Four score and seven years ago our fathers brought forth on this continent, a new nation, conceived in Liberty, and dedicated to the proposition that all men are created equal. 

Now we are engaged in a great civil war, testing whether that nation, or any nation so conceived and so dedicated, can long endure. We are met on a great battle-field of that war. We have come to dedicate a portion of that field, as a final resting place for those who here gave their lives that that nation might live. It is altogether fitting and proper that we should do this. 

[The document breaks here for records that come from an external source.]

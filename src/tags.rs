macro_rules! tags {
    {
        // Permit arbitrary meta items, which include documentation.
        $( #[$enum_attr:meta] )*
        $vis:vis enum $name:ident($ty:tt) $(unknown(#[$unknown_meta:meta] $unknown_doc:ident))* {
            // Each of the `Name = Val,` permitting documentation.
            $($(#[$ident_attr:meta])* $tag:ident = $val:expr,)*
        }
    } => {
        $( #[$enum_attr] )*
        #[derive(Clone, Copy, PartialEq, Eq, Debug, Hash)]
        #[non_exhaustive]
        #[repr($ty)]
        pub enum $name {
            $($(#[$ident_attr])* $tag = $val,)*
            $(
                #[$unknown_meta]
                Unknown($ty),
            )*
        }

        impl $name {
            #[inline(always)]
            const fn __from_inner_type(n: $ty) -> Result<Self, $ty> {
                match n {
                    $( $val => Ok($name::$tag), )*
                    n => Err(n),
                }
            }

            #[inline(always)]
            const fn __to_inner_type(&self) -> $ty {
                match *self {
                    $( $name::$tag => $val, )*
                    $( $name::Unknown($unknown_doc) => { $unknown_doc }, )*
                }
            }
        }

        tags!($name, $ty, $($unknown_doc)*);
    };
    // For u16 tags, provide direct inherent primitive conversion methods.
    ($name:tt, u16, $($unknown_doc:ident)*) => {
        impl $name {
            #[inline(always)]
            pub const fn from_u16(val: u16) -> Option<Self> {
                match Self::__from_inner_type(val) {
                    Ok(v) => Some(v),
                    Err(_) => None,
                }
            }

            $(
            #[inline(always)]
            pub const fn from_u16_exhaustive($unknown_doc: u16) -> Self {
                match Self::__from_inner_type($unknown_doc) {
                    Ok(v) => v,
                    Err(_) => $name::Unknown($unknown_doc),
                }
            }
            )*

            #[inline(always)]
            pub const fn to_u16(&self) -> u16 {
                Self::__to_inner_type(self)
            }
        }
    };
    // For other tag types, do nothing for now. With concat_idents one could
    // provide inherent conversion methods for all types.
    ($name:tt, $ty:tt, $($unknown_doc:literal)*) => {};
}

// Note: These tags appear in the order they are mentioned in the TIFF reference
tags! {
/// TIFF tags
pub enum Tag(u16) unknown(
    /// A private or extension tag
    unknown
) {
    // Baseline tags:
    ImageWidth = 256,
    ImageLength = 257,
    BitsPerSample = 258,
    Compression = 259,
    PhotometricInterpretation = 262,
    FillOrder = 266,
    ImageDescription = 270,
    StripOffsets = 273,
    SamplesPerPixel = 277,
    RowsPerStrip = 278,
    StripByteCounts = 279,
    PlanarConfiguration = 284,
    Software = 305,
    // Advanced tags
    Predictor = 317,
    TileWidth = 322,
    TileLength = 323,
    TileOffsets = 324,
    TileByteCounts = 325,
    SubIfd = 330,
    // Data Sample Format
    SampleFormat = 339,
    // JPEG
    JPEGTables = 347,
    // Subsampling
    #[doc(alias = "YCbCrSubsampling")]
    ChromaSubsampling = 530,
    // SGI volumetric extension
    ImageDepth = 32997,
    TileDepth = 32998,
    // Hamamatsu slide scanner (wide-offset dialect)
    NdpiMcuStarts = 65426,
    NdpiMcuStartsHighBytes = 65432,
}
}

/// Tag codes whose values keep sequence form even at count one.
///
/// Offset, byte-count and per-sample tags are consumed as slices by the rest
/// of the decoder; collapsing a single-element value to a scalar here would
/// push the special case onto every caller.
const ALWAYS_SEQUENCE: &[u16] = &[
    Tag::BitsPerSample.to_u16(),
    Tag::StripOffsets.to_u16(),
    Tag::StripByteCounts.to_u16(),
    Tag::TileOffsets.to_u16(),
    Tag::TileByteCounts.to_u16(),
    Tag::SubIfd.to_u16(),
    Tag::SampleFormat.to_u16(),
    Tag::ChromaSubsampling.to_u16(),
];

pub(crate) fn is_always_sequence(code: u16) -> bool {
    ALWAYS_SEQUENCE.contains(&code)
}

/// Vendor tag codes whose inline field holds an offset even when the encoded
/// value would fit. The Hamamatsu MCU-start tables routinely exceed 4 GiB
/// files and are written indirect unconditionally.
pub(crate) const NDPI_FORCED_INDIRECT: &[u16] =
    &[Tag::NdpiMcuStarts.to_u16(), Tag::NdpiMcuStartsHighBytes.to_u16()];

/// Identifies the offset of an IFD.
///
/// Represented as a 64-bit integer although only BigTIFF and the wide-offset
/// dialect use the upper bits. The semantics of treating `0` as an end marker
/// are imposed by the chain, not by this type.
#[derive(Clone, Copy, PartialEq, Eq, Debug, Hash)]
pub struct IfdPointer(pub u64);

tags! {
/// The type of an IFD entry (a 2 byte field).
pub enum Type(u16) {
    /// 8-bit unsigned integer
    BYTE = 1,
    /// 8-bit byte that contains a 7-bit ASCII code; the last byte must be zero
    ASCII = 2,
    /// 16-bit unsigned integer
    SHORT = 3,
    /// 32-bit unsigned integer
    LONG = 4,
    /// Fraction stored as two 32-bit unsigned integers
    RATIONAL = 5,
    /// 8-bit signed integer
    SBYTE = 6,
    /// 8-bit byte that may contain anything, depending on the field
    UNDEFINED = 7,
    /// 16-bit signed integer
    SSHORT = 8,
    /// 32-bit signed integer
    SLONG = 9,
    /// Fraction stored as two 32-bit signed integers
    SRATIONAL = 10,
    /// 32-bit IEEE floating point
    FLOAT = 11,
    /// 64-bit IEEE floating point
    DOUBLE = 12,
    /// 32-bit unsigned integer (offset)
    IFD = 13,
    /// BigTIFF 64-bit unsigned integer
    LONG8 = 16,
    /// BigTIFF 64-bit signed integer
    SLONG8 = 17,
    /// BigTIFF 64-bit unsigned integer (offset)
    IFD8 = 18,
}
}

impl Type {
    pub(crate) fn byte_len(&self) -> u8 {
        match *self {
            Type::BYTE | Type::SBYTE | Type::ASCII | Type::UNDEFINED => 1,
            Type::SHORT | Type::SSHORT => 2,
            Type::LONG | Type::SLONG | Type::FLOAT | Type::IFD => 4,
            Type::LONG8
            | Type::SLONG8
            | Type::DOUBLE
            | Type::RATIONAL
            | Type::SRATIONAL
            | Type::IFD8 => 8,
        }
    }

    pub(crate) fn value_bytes(&self, count: u64) -> Result<u64, crate::error::TiffError> {
        let tag_size = u64::from(self.byte_len());

        match count.checked_mul(tag_size) {
            Some(n) => Ok(n),
            None => Err(crate::error::TiffError::LimitsExceeded),
        }
    }
}

tags! {
/// See [TIFF compression tags](https://www.awaresystems.be/imaging/tiff/tifftags/compression.html)
/// for reference.
pub enum CompressionMethod(u16) unknown(
    /// A custom compression method
    unknown
) {
    None = 1,
    Huffman = 2,
    Fax3 = 3,
    Fax4 = 4,
    LZW = 5,
    JPEG = 6,
    // "Extended JPEG" or "new JPEG" style
    ModernJPEG = 7,
    Deflate = 8,
    OldDeflate = 0x80B2,
    PackBits = 0x8005,

    // Self-assigned by libtiff
    ZSTD = 0xC350,
}
}

tags! {
pub enum PhotometricInterpretation(u16) unknown(
    /// A vendor or extension color space
    unknown
) {
    WhiteIsZero = 0,
    BlackIsZero = 1,
    RGB = 2,
    RGBPalette = 3,
    TransparencyMask = 4,
    CMYK = 5,
    YCbCr = 6,
    CIELab = 8,
    IccLab = 9,
    ItuLab = 10,
}
}

tags! {
pub enum PlanarConfiguration(u16) unknown(
    /// A non-standard storage layout
    unknown
) {
    Chunky = 1,
    Planar = 2,
}
}

tags! {
pub enum Predictor(u16) unknown(
    /// A vendor predictor scheme
    unknown
) {
    /// No changes were made to the data
    None = 1,
    /// The images' rows were processed to contain the difference of each pixel from the previous one.
    ///
    /// This means that instead of having in order `[r1, g1. b1, r2, g2 ...]` you will find
    /// `[r1, g1, b1, r2-r1, g2-g1, b2-b1, r3-r2, g3-g2, ...]`
    Horizontal = 2,
    /// Byte-plane shuffled differencing for IEEE floating point samples.
    FloatingPoint = 3,
}
}

tags! {
/// Bit fill order within a byte of packed sample data.
pub enum FillOrder(u16) unknown(
    /// A non-standard fill order
    unknown
) {
    /// Pixels with lower column values are stored in the higher-order bits.
    MsbFirst = 1,
    /// Pixels with lower column values are stored in the lower-order bits.
    LsbFirst = 2,
}
}

tags! {
pub enum SampleFormat(u16) unknown(
    /// An unknown extension sample format
    unknown
) {
    Uint = 1,
    Int = 2,
    IEEEFP = 3,
    Void = 4,
}
}

/// Byte order of the TIFF file.
#[derive(Clone, Copy, Debug, PartialEq, Eq)]
pub enum ByteOrder {
    /// little endian byte order
    LittleEndian,
    /// big endian byte order
    BigEndian,
}

impl ByteOrder {
    /// Get the byte order representing the running target.
    ///
    /// The infallibility of this method represents the fact that only little
    /// and big endian systems are supported by the library.
    pub const fn native() -> Self {
        match () {
            #[cfg(target_endian = "little")]
            () => ByteOrder::LittleEndian,
            #[cfg(target_endian = "big")]
            () => ByteOrder::BigEndian,
            #[cfg(not(any(target_endian = "big", target_endian = "little")))]
            () => compile_error!("Unsupported target"),
        }
    }
}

But, in a larger sense, we can not dedicate -- we can not consecrate -- we can not hallow -- this ground. The brave men, living and dead, who struggled here, have consecrated it, far above our poor power to add or detract. The world will little note, nor long remember what we say here, but it can never forget what they did here. It is for us the living, rather, to be dedicated here to the unfinished work which they who fought here have thus far so nobly advanced. It is rather for us to be here dedicated to the great task remaining before us -- that from these honored dead we take increased devotion to that cause for which they gave the last full measure of devotion -- that we here highly resolve that these dead shall not have died in vain -- that this nation, under God, shall have a new birth of freedom -- and that government of the people, by the people, for the people, shall not perish from the earth.




Abraham Lincoln
November 19, 1863

As an aside, the Bing homepage today shows a Guard at the Tomb of the Unknown Soldier.  The Google homepage?  Not so much.  Just a tiny little flag and a yellow ribbon at the bottom.

Now, given that they gave an entire page to a drawing of an admirer of Osama bin Ladin, you think they could have done something just a little bit more for the day where we remember or fallen military.  But no, not Google.

Fuck those pieces of shit.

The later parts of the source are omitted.